05/11/2008: La festa é finita (note sulla crisi)


Tenteremo, nei limiti delle nostre possibilità, di offrire una, non esaustiva, delucidazione sull’attuale crisi finanziaria, che non tarderà a ripercuotersi nel nostro Paese.
Qualcosa lo abbiamo capito: le banche non si prestano più denaro fra loro. Questione di sfiducia reciproca. Nonostante la liquidità, questa non viene fatta circolare, provocando il fallimento dei più malconci istituti di credito. Quelli meno esposti, invece, trattengono i propri capitali, negando credito alle imprese od erogandolo a tassi elevati.
E’ stato anche affermato, che il crack finanziario globale, sia derivato dall’insolvenza dei mutui sub-prime (1), cioè dal mancato pagamento dei ratei immobiliari concessi a soggetti economicamente non affidabili.
Cerchiamo di dare alcune parziali spiegazioni.

Pur essendo veritiera la sottoscrizione dei sub-prime da parte di persone che mai avrebbero potuto permettersi l’acquisto di immobili o che in altri contesti, mai avrebbero avuto accesso al credito, sarebbe azzardato pensare, che l’attuale strangolamento dei mercati finanziari, sia prodotto esclusivamente dal mancato pagamento di tali “cattivi mutui”.
Qualcuno, giustamente, si chiederà: perché prestare soldi a dei possibili insolventi? Occorre, a questo punto, tornare indietro di qualche anno, quando le banche avevano dei limiti operativi ristetti alle loro azioni. Se un istituto, ad esempio, aveva 10 miliardi di capitale, poteva prestare od impegnarsi per 100 miliardi. Successivamente sono state adottate nuove regole: non tutti i prestiti od impegni hanno lo stesso rischio e si è “dimostrato” (loro stesse) che, statisticamente, tale rischio poteva essere sostenibile, quindi i 100 miliardi potevano essere aumentati.
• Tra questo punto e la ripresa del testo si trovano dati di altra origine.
//! Pronto hex → canonical packet conversion.
//!
//! A Pronto code is a sequence of 16-bit words written as 4 hex digits each:
//!
//! ```text
//! 0000 006D 0000 0022 00AC 00AC 0015 0040 ...
//! ^    ^    ^    ^    ^
//! |    |    |    |    └─ on/off durations in carrier ticks
//! |    |    |    └────── burst pairs in the repeat sequence
//! |    |    └─────────── burst pairs in the once sequence
//! |    └──────────────── carrier divisor (tick = divisor * 0.241246 µs)
//! └───────────────────── format: 0000 = raw, modulated
//! ```
//!
//! Each duration is converted to microseconds and then rescaled to the
//! packet's pulse unit of 8192/269 µs (≈ 30.45 µs).

use thiserror::Error;

use crate::packet::{padding_for, IR_TERMINATOR};

/// Pronto's fixed clock constant in microseconds per divisor step.
const PRONTO_CLOCK_US: f64 = 0.241246;

/// Numerator / denominator mapping microseconds to packet pulse units.
const PULSE_UNIT_NUM: u64 = 269;
const PULSE_UNIT_DEN: u64 = 8192;

/// Structural violations in a Pronto hex code.
#[derive(Debug, Clone, PartialEq, Eq, Error)]
pub enum ProntoError {
    /// The first word is not `0000` (only raw modulated codes are supported).
    #[error("pronto code must start with 0000")]
    InvalidHeader,

    /// Fewer than the four preamble words.
    #[error("pronto code is too short")]
    TooShort,

    /// The carrier divisor word is zero.
    #[error("pronto carrier frequency is zero")]
    InvalidFrequency,

    /// The number of duration words does not match the preamble pair counts.
    #[error("pronto preamble declares {expected} durations, found {actual}")]
    PreambleMismatch { expected: usize, actual: usize },

    /// A word contains characters that are not hex digits.
    #[error("pronto code contains non-hex digits")]
    InvalidDigits,

    /// A duration does not fit the packet's 16-bit wide-pulse encoding.
    #[error("pronto duration too long for the packet format")]
    PulseTooWide,
}

/// Converts a whitespace-free Pronto hex string into an IR packet.
///
/// The returned bytes start with `[0x26, 0x00]` (IR, no repeat) and are
/// padded so that `(len + 4) % 16 == 0`.
///
/// # Errors
///
/// Returns a [`ProntoError`] describing the first structural problem found.
///
/// # Example
///
/// ```rust
/// use ir_core::decode_pronto;
///
/// let packet = decode_pronto("0000006D0000000100100020").unwrap();
/// assert_eq!(packet[..8], [0x26, 0x00, 0x02, 0x00, 0x0d, 0x1b, 0x0d, 0x05]);
/// assert_eq!((packet.len() + 4) % 16, 0);
/// ```
pub fn decode_pronto(hex: &str) -> Result<Vec<u8>, ProntoError> {
    let words = parse_words(hex)?;

    if words.first().copied().unwrap_or(0) != 0 {
        return Err(ProntoError::InvalidHeader);
    }
    if words.len() < 4 {
        return Err(ProntoError::TooShort);
    }

    let expected = 2 * (usize::from(words[2]) + usize::from(words[3]));
    let actual = words.len() - 4;
    if actual != expected {
        return Err(ProntoError::PreambleMismatch { expected, actual });
    }

    if words[1] == 0 {
        return Err(ProntoError::InvalidFrequency);
    }
    let tick_us = f64::from(words[1]) * PRONTO_CLOCK_US;

    let mut pulses = Vec::with_capacity(actual);
    for &ticks in &words[4..] {
        // Half-to-even rounding keeps output identical to existing code tables.
        let micros = (f64::from(ticks) * tick_us).round_ties_even() as u64;
        let units = micros * PULSE_UNIT_NUM / PULSE_UNIT_DEN;
        push_pulse(&mut pulses, units)?;
    }

    let pulse_len = u16::try_from(pulses.len()).map_err(|_| ProntoError::PulseTooWide)?;

    let mut packet = Vec::with_capacity(pulses.len() + 24);
    packet.push(0x26); // IR
    packet.push(0x00); // repeat
    packet.extend_from_slice(&pulse_len.to_le_bytes());
    packet.extend_from_slice(&pulses);
    packet.extend_from_slice(&IR_TERMINATOR);
    packet.resize(packet.len() + padding_for(packet.len()), 0x00);
    Ok(packet)
}

/// Splits `hex` into 4-digit big-endian words; a trailing short chunk is
/// parsed as-is.
fn parse_words(hex: &str) -> Result<Vec<u16>, ProntoError> {
    if !hex.is_ascii() {
        return Err(ProntoError::InvalidDigits);
    }
    hex.as_bytes()
        .chunks(4)
        .map(|chunk| {
            // ASCII was checked above, so every chunk is valid UTF-8.
            let digits = std::str::from_utf8(chunk).map_err(|_| ProntoError::InvalidDigits)?;
            u16::from_str_radix(digits, 16).map_err(|_| ProntoError::InvalidDigits)
        })
        .collect()
}

fn push_pulse(out: &mut Vec<u8>, units: u64) -> Result<(), ProntoError> {
    if units < 256 {
        out.push(units as u8);
    } else {
        let wide = u16::try_from(units).map_err(|_| ProntoError::PulseTooWide)?;
        out.push(0x00);
        out.extend_from_slice(&wide.to_be_bytes());
    }
    Ok(())
}

// ── Tests ─────────────────────────────────────────────────────────────────────
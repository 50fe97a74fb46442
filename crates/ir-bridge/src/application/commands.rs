//! Named command table shared between the registry and every device.

use std::sync::Arc;

use indexmap::IndexMap;
use ir_core::CanonicalPacket;
use parking_lot::RwLock;

/// Command name → decoded packet, in insertion order.
///
/// Cloning yields another handle to the same table.
#[derive(Debug, Clone, Default)]
pub struct CommandTable(Arc<RwLock<IndexMap<String, CanonicalPacket>>>);

impl CommandTable {
    pub fn new() -> Self {
        Self::default()
    }

    /// Stores `packet` under `name`, returning the packet it replaced.
    ///
    /// Re-registering keeps the name's original position.
    pub fn insert(&self, name: &str, packet: CanonicalPacket) -> Option<CanonicalPacket> {
        self.0.write().insert(name.to_string(), packet)
    }

    pub fn get(&self, name: &str) -> Option<CanonicalPacket> {
        self.0.read().get(name).cloned()
    }

    pub fn contains(&self, name: &str) -> bool {
        self.0.read().contains_key(name)
    }

    pub fn names(&self) -> Vec<String> {
        self.0.read().keys().cloned().collect()
    }

    /// Copy of every entry, in insertion order.
    pub fn snapshot(&self) -> Vec<(String, CanonicalPacket)> {
        self.0
            .read()
            .iter()
            .map(|(name, packet)| (name.clone(), packet.clone()))
            .collect()
    }

    pub fn len(&self) -> usize {
        self.0.read().len()
    }

    pub fn is_empty(&self) -> bool {
        self.0.read().is_empty()
    }
}
//! # ir-core
//!
//! Shared library for IR-Bridge containing the IR/RF code transcoding
//! pipeline.  It turns whatever a client sends ("play this code") into the
//! canonical binary packet that an IR/RF blaster understands.
//!
//! This crate has zero dependencies on sockets, async runtimes, or device
//! state: every function is pure and can be tested in isolation.
//!
//! # Architecture overview (for beginners)
//!
//! An IR code can reach the bridge in several shapes:
//!
//! ```text
//!  "power"                       named command (looked up by the caller)
//!  "0000 006D 0000 0022 ..."     Pronto hex text
//!  "JgBQAAABKJIVEhUSFT..."       base64 of a canonical packet
//!  [0x26, 0x00, 0x50, ...]       the canonical packet itself
//!  "3*<any of the above>"        repeat the code three times
//! ```
//!
//! - **`code`** – The [`IrCode`] tagged union.  A raw payload is classified
//!   exactly once at the protocol boundary so the rest of the pipeline never
//!   has to sniff bytes again.
//!
//! - **`codec`** – Repeat-multiplier folding and the single
//!   [`decode`] dispatch from an [`IrCode`] to a [`CanonicalPacket`].
//!
//! - **`pronto`** – Conversion of Pronto hex words into pulse widths.
//!
//! - **`packet`** – The validated, immutable canonical packet type.

pub mod code;
pub mod codec;
pub mod packet;
pub mod pronto;

// Re-export the most-used types at the crate root so callers can write
// `ir_core::IrCode` instead of `ir_core::code::IrCode`.
pub use code::IrCode;
pub use codec::{decode, decode_multiply, decode_text, CodecError};
pub use packet::{CanonicalPacket, PacketType};
pub use pronto::{decode_pronto, ProntoError};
Molti degli impegni erano costituiti da titoli fuori mercato, difficilmente valutabili, ma a sostenere le valutazioni positive sugli istituti di credito (quindi sulla loro affidabilità), ci hanno pensato le agenzie di rating (2).
I cittadini, ammaliati dai facili guadagni, sono caduti nella trappola. Le banche, come un qualsiasi venditore, hanno attratto sempre più clientela, per proporre i più svariati prodotti, compresi cosiddetti i titoli "salsiccia", dove dentro ci sta di tutto, ma nessuno sa cosa contengano. Si è venuto a creare il grande e complicato mercato dei derivati (3) basato sul debito ipotecario, ma anche su altre fonti trasformate in beni commerciabili venduti sotto svariate forme ( infatti, le banche ed i creditori, di questi prestiti avevano venduto i debiti ad altri investitori, trasformandoli in azioni ) che a loro volta, necessitando di protezione, hanno coinvolto il mercato delle assicurazioni. Un castello di carte basato sul nulla. Ce lo spiega chiaramente W. Hutton sul “The Observer”: <<…questo mercato nei derivati del credito è cresciuto in modo esplosivo…( grazie ) all’impacchettamento dei guadagni provenienti da una grande varietà di fonti e la successiva vendita come obbligazioni (4) da commerciare tra le banche. In parole povere queste obbligazioni sono rischiose, perciò i mercati hanno “inventato” un sistema di assicurazioni. L’acquirente di una obbligazione può acquistare quello che è di fatto un contratto assicurativo che lo proteggerà contro l’insolvenza…ma a differenza dell’assicurazione, ad esempio della macchina, questi contratti possono essere venduti o comprati. Complessi modelli matematici vengono usati per stabilire il grado di rischio e paragonarlo a prezzi di mercato…gli hedge funds (5) speculano su questo mercato… >>.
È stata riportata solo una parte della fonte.